3.2.2..Analyses quantitatives et qualitatives

Si l’examen attentif des usages en contexte est essentiel, c’est aussi parce qu’il importe de distinguer, autant que possible, ce qui est réellement construit par l’enfant et ce qui est le produit des catégorisations projetées par le chercheur. En effet, si l’on accepte les hypothèses constructionnistes (cf. chapitre I, et par ex. Tomasello, 2003), l’enfant ne dispose pas d’emblée de notions grammaticales, et doit catégoriser l’input en exploitant l’information livrée par le contexte. Prêter une attention particulière au contexte de l’interaction, c’est donc aussi rester au plus près de la démarche de l’enfant. L’idéal serait que les catégorisations du chercheur concordent avec les « catégories émergentes » que l’on observe chez le tout jeune enfant (Clark, 2001) sans être pour autant des catégories ad hoc. La combinaison d’une analyse linguistique et d’un examen quantitatif minutieux doit permettre sinon d’atteindre, du moins d’approcher cet idéal.

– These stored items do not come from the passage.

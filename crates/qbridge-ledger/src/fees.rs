//! Fee arithmetic
//!
//! Rates are fixed-point fractions of [`FEE_DENOMINATOR`]. The fee is `floor(amount * rate / D)`,
//! computed without forming the full product so it never overflows for any `u128` amount.

use qbridge_core::{Amount, BridgeError, Result, FEE_DENOMINATOR};

/// Fee and the amount left after it
#[derive(Debug, Clone, Copy, PartialEq, Eq)]
pub struct FeeSplit {
    /// Portion kept by the bridge
    pub fee: Amount,
    /// Portion that moves on
    pub net: Amount,
}

/// Reject rates above 100%.
pub fn validate_fee_rate(rate: Amount) -> Result<()> {
    if rate > FEE_DENOMINATOR {
        return Err(BridgeError::precondition(format!(
            "fee rate {rate} exceeds denominator {FEE_DENOMINATOR}"
        )));
    }
    Ok(())
}

/// Split `amount` at `rate`. `rate` must already be validated.
pub fn compute_fee(amount: Amount, rate: Amount) -> FeeSplit {
    let whole = amount / FEE_DENOMINATOR;
    let rest = amount % FEE_DENOMINATOR;
    let fee = whole * rate + (rest * rate) / FEE_DENOMINATOR;
    FeeSplit {
        fee,
        net: amount - fee,
    }
}
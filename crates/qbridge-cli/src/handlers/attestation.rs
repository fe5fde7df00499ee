//! Attestation payloads, signing and recovery
//!
//! Attestors run `sign` off-ledger; relayers and operators use `payload` and `recover` to check
//! what a signature commits to before submitting it.

use anyhow::{anyhow, Context, Result};

use qbridge_oracle::{
    attestation_digest, build_attestation_payload, recover_attestor, Attestation, AttestorKey,
};

use crate::commands::AttestationArgs;

fn decode_hex(label: &str, value: &str) -> Result<Vec<u8>> {
    let trimmed = value.trim();
    let digits = trimmed.strip_prefix("0x").unwrap_or(trimmed);
    hex::decode(digits)
        .with_context(|| format!("{label} is not valid hex"))
}

/// Payload and digest for one attestation
pub fn handle_payload(args: &AttestationArgs) -> Result<String> {
    let prefix = decode_hex("prefix", &args.prefix)?;
    let payload = build_attestation_payload(&prefix, args.kind, &args.submission);
    Ok(format!(
        "payload: 0x{}\ndigest:  0x{}",
        hex::encode(&payload),
        hex::encode(attestation_digest(&payload))
    ))
}

/// Sign an attestation and print it as JSON, ready for a relayer
pub fn handle_sign(args: &AttestationArgs, secret: &str) -> Result<String> {
    let prefix = decode_hex("prefix", &args.prefix)?;
    let key = AttestorKey::from_hex(secret)?;
    let attestation = key.attest(&prefix, args.kind, &args.submission)?;
    tracing::info!(
        attestor = %key.address(),
        submission = %args.submission,
        kind = %args.kind,
        "attestation signed"
    );

    let output = serde_json::json!({
        "attestor": key.address().to_string(),
        "kind": args.kind,
        "submission": args.submission,
        "attestation": attestation,
    });
    serde_json::to_string_pretty(&output)
        .context("failed to render attestation")
}

/// Recover the signer of a relayed attestation
pub fn handle_recover(args: &AttestationArgs, signature: &str) -> Result<String> {
    let prefix = decode_hex("prefix", &args.prefix)?;
    let signature = decode_hex("signature", signature)?;
    let attestation = Attestation::new(prefix, signature);
    let payload = attestation.payload(args.kind, &args.submission);
    recover_attestor(&payload, &attestation.signature)
        .map(|attestor| attestor.to_string())
        .ok_or_else(|| anyhow!("signature does not recover to an attestor"))
}

#[cfg(test)]
mod tests {
    use super::*;
    use qbridge_core::{AttestationKind, Hash32, SubmissionId};

    const SECRET: &str = "0x0000000000000000000000000000000000000000000000000000000000000001";

    fn args(kind: AttestationKind) -> AttestationArgs {
        AttestationArgs {
            kind,
            prefix: "0xf86b".to_string(),
            submission: SubmissionId(Hash32([3u8; 32])),
        }
    }

    #[test]
    fn test_sign_then_recover() {
        let signed = handle_sign(&args(AttestationKind::Mint), SECRET).unwrap();
        let json: serde_json::Value = serde_json::from_str(&signed).unwrap();
        assert_eq!(json["attestor"], "0x7e5f4552091a69125d5dfcb7b8c2659029395bdf");
        assert_eq!(json["kind"], "mint");

        let signature = json["attestation"]["signature"].as_str().unwrap();
        let mint = args(AttestationKind::Mint);
        let recovered = handle_recover(&mint, signature).unwrap();
        assert_eq!(recovered, "0x7e5f4552091a69125d5dfcb7b8c2659029395bdf");

        let other_table = handle_recover(&args(AttestationKind::Burn), signature);
        assert!(other_table.map_or(true, |addr| addr != recovered));
    }

    #[test]
    fn test_payload_output() {
        let output = handle_payload(&args(AttestationKind::Burn)).unwrap();
        assert!(output.starts_with("payload: 0xf86b"));
        assert!(output.contains("8080\n"));
    }

    #[test]
    fn test_bad_hex_is_reported() {
        let mut bad = args(AttestationKind::Mint);
        bad.prefix = "zz".to_string();
        assert!(handle_payload(&bad).is_err());
        let short = handle_recover(&args(AttestationKind::Mint), "0x1234");
        assert!(short.is_err());
    }
}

Nous proposons que ce va-et-vient soit opéré non seulement en amont des comptages statistiques, mais aussi qu’une fois les premiers résultats quantitatifs obtenus, on procède à un réexamen des productions repérées afin de comprendre ce qui se joue dans l’interaction. C’est ainsi que nous avons procédé, et l’analyse de micro-séquences nous a permis de mettre en évidence la fonction pragmatique des premières prépositions chez les enfants francophones (Kochan, Morgenstern, Rossi & Sekali, 2007).

Figure 16: Une micro séquence
Figure 16: Une micro séquence

On voit ici que face à l’incompréhension des parents, la préposition « pour » permet à l’enfant de lever l’ambiguïté en explicitant l’argument du verbe « donner ». En répliquant ce type d’analyses sur un ensemble de micro séquences, nous avons fait l’hypothèse d’une organisation des premières prépositions, catégorie grammaticale émergente, en paradigme pragmatique, autour des fonctions de désambiguïsation, d’argumentation ou de positionnement interpersonnel. Cette hypothèse propose un type d’explication au constat de ce que l’usage que font les enfants francophones des prépositions ne montre pas de primauté du spatial : elles permettent plutôt une « grammaticalisation de l’espace relationnel » (Morgenstern, Parisse & Sekali, 2010).

Au terme de cette analyse préliminaire, les problèmes rencontrés au cours du codage ont trouvé une réponse grâce à l’analyse détaillée de micro-séquences, qui permettent de considérer l’élaboration en dialogue d’un sens mettant en jeu conjointement des dimensions spatiales et fonctionnelles.